Aube courut à travers le jardin, les prairies et le terrain derrière chez Jeanne. Le plus vite qu’elle put pour ne pas trop penser à sa vieille amie absente. Elle s’enfonça dans les bois et escalada la pente vers la tanière des esprits-animaux. Elle n’avait pas besoin de regarder où elle posait les pieds. Elle se laissait guider par les battements du cœur d’Éfflam. Ils étaient de plus en plus forts à mesure qu’elle approchait de chez lui.
Soudain, un cri éclata devant elle, comme un ricanement. Aube se figea, à bout de souffle. Un renard bondit et la bouscula. La fillette se retourna pour se protéger des petits crocs acérés de l’animal en colère. Trop tard. Il l’avait contournée pour la déstabiliser et lui mordit une cheville. Elle tomba à genoux, les larmes aux yeux. Que lui voulait ce renard ? Pourquoi l’agressait-il quand Éfflam était incapable de la défendre ? Pourquoi s’en prendre à elle alors qu’elle venait de protéger la colline ?
Pour toute réponse, le renard poussa à nouveau son terrible glapissement et s’élança pour la faire tomber. Un autre cri aussi perçant et aigu fondit du ciel. Un hibou s’était interposé.

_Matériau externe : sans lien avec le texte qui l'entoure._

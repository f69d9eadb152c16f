//! The pluggable "implement the solution" step.

use std::sync::Arc;

use async_trait::async_trait;
use tracing::{info, warn};

use crate::error::{BasekitError, Result};
use crate::exec::{CommandRunner, CommandSpec};
use crate::issue::AnalysisRecord;

#[derive(Debug, Clone, PartialEq, Eq)]
pub enum Implementation {
    /// The implementer ran; changes (if any) are in the working tree.
    Applied { summary: String },
    /// Nothing was done; the branch is left for a human.
    NotConfigured,
}

/// Produces code changes for an analyzed issue on the checked-out branch.
#[async_trait]
pub trait Implementer: Send + Sync {
    fn describe(&self) -> String;

    async fn implement(&self, record: &AnalysisRecord, branch: &str) -> Result<Implementation>;
}

/// Used when no implementation command is configured.
pub struct ManualImplementer;

#[async_trait]
impl Implementer for ManualImplementer {
    fn describe(&self) -> String {
        "manual implementation".to_string()
    }

    async fn implement(&self, record: &AnalysisRecord, branch: &str) -> Result<Implementation> {
        warn!(
            issue = record.number,
            branch,
            "no implementer configured (set BASEKIT_IMPLEMENT_CMD); leaving the branch for manual work"
        );
        Ok(Implementation::NotConfigured)
    }
}

/// Runs an external command with the issue described in its environment:
/// `ISSUE_NUMBER`, `ISSUE_BRANCH` and `ISSUE_ANALYSIS` (the record as JSON).
pub struct CommandImplementer {
    runner: Arc<dyn CommandRunner>,
    command_line: String,
}

impl CommandImplementer {
    pub fn new(runner: Arc<dyn CommandRunner>, command_line: impl Into<String>) -> Self {
        Self {
            runner,
            command_line: command_line.into(),
        }
    }
}

#[async_trait]
impl Implementer for CommandImplementer {
    fn describe(&self) -> String {
        format!("`{}`", self.command_line)
    }

    async fn implement(&self, record: &AnalysisRecord, branch: &str) -> Result<Implementation> {
        let spec = CommandSpec::from_command_line(&self.command_line)
            .ok_or_else(|| BasekitError::Config {
                key: "BASEKIT_IMPLEMENT_CMD".to_string(),
                value: self.command_line.clone(),
            })?
            .env("ISSUE_NUMBER", record.number.to_string())
            .env("ISSUE_BRANCH", branch)
            .env("ISSUE_ANALYSIS", record.to_json()?);

        info!(command = %self.command_line, "running implementer");
        let output = self.runner.run(&spec).await?;
        let summary = output
            .stdout_text()
            .lines()
            .last()
            .unwrap_or_default()
            .to_string();
        Ok(Implementation::Applied { summary })
    }
}

/// Command implementer when one is configured, otherwise manual.
pub fn from_config(runner: Arc<dyn CommandRunner>, command: Option<&str>) -> Arc<dyn Implementer> {
    match command {
        Some(cmd) => Arc::new(CommandImplementer::new(runner, cmd)),
        None => Arc::new(ManualImplementer),
    }
}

C’était le hibou qui avait attaqué les souris avant l’expédition contre les ondes des maisons. Le renard roula en boule pour éviter ses serres et se mit à l’abri sous une souche, prêt à bondir. Le rapace se posa sur une haute branche.
« Qu’est-ce que tu fais là ? » siffla le renard.
« J’espérais encore dormir, mais tes cris stupides m’ont réveillé » répondit l’oiseau.
« Si tu m’avais laissé terminer, il n’y aurait bientôt plus eu de cris par ici ! »
« C’est ce que tu crois ? » rétorqua le hibou. « Tu écoutes mal les silences de la colline. Elle aspire à respirer, pas à régler ses ennuis par la ruse et la violence. »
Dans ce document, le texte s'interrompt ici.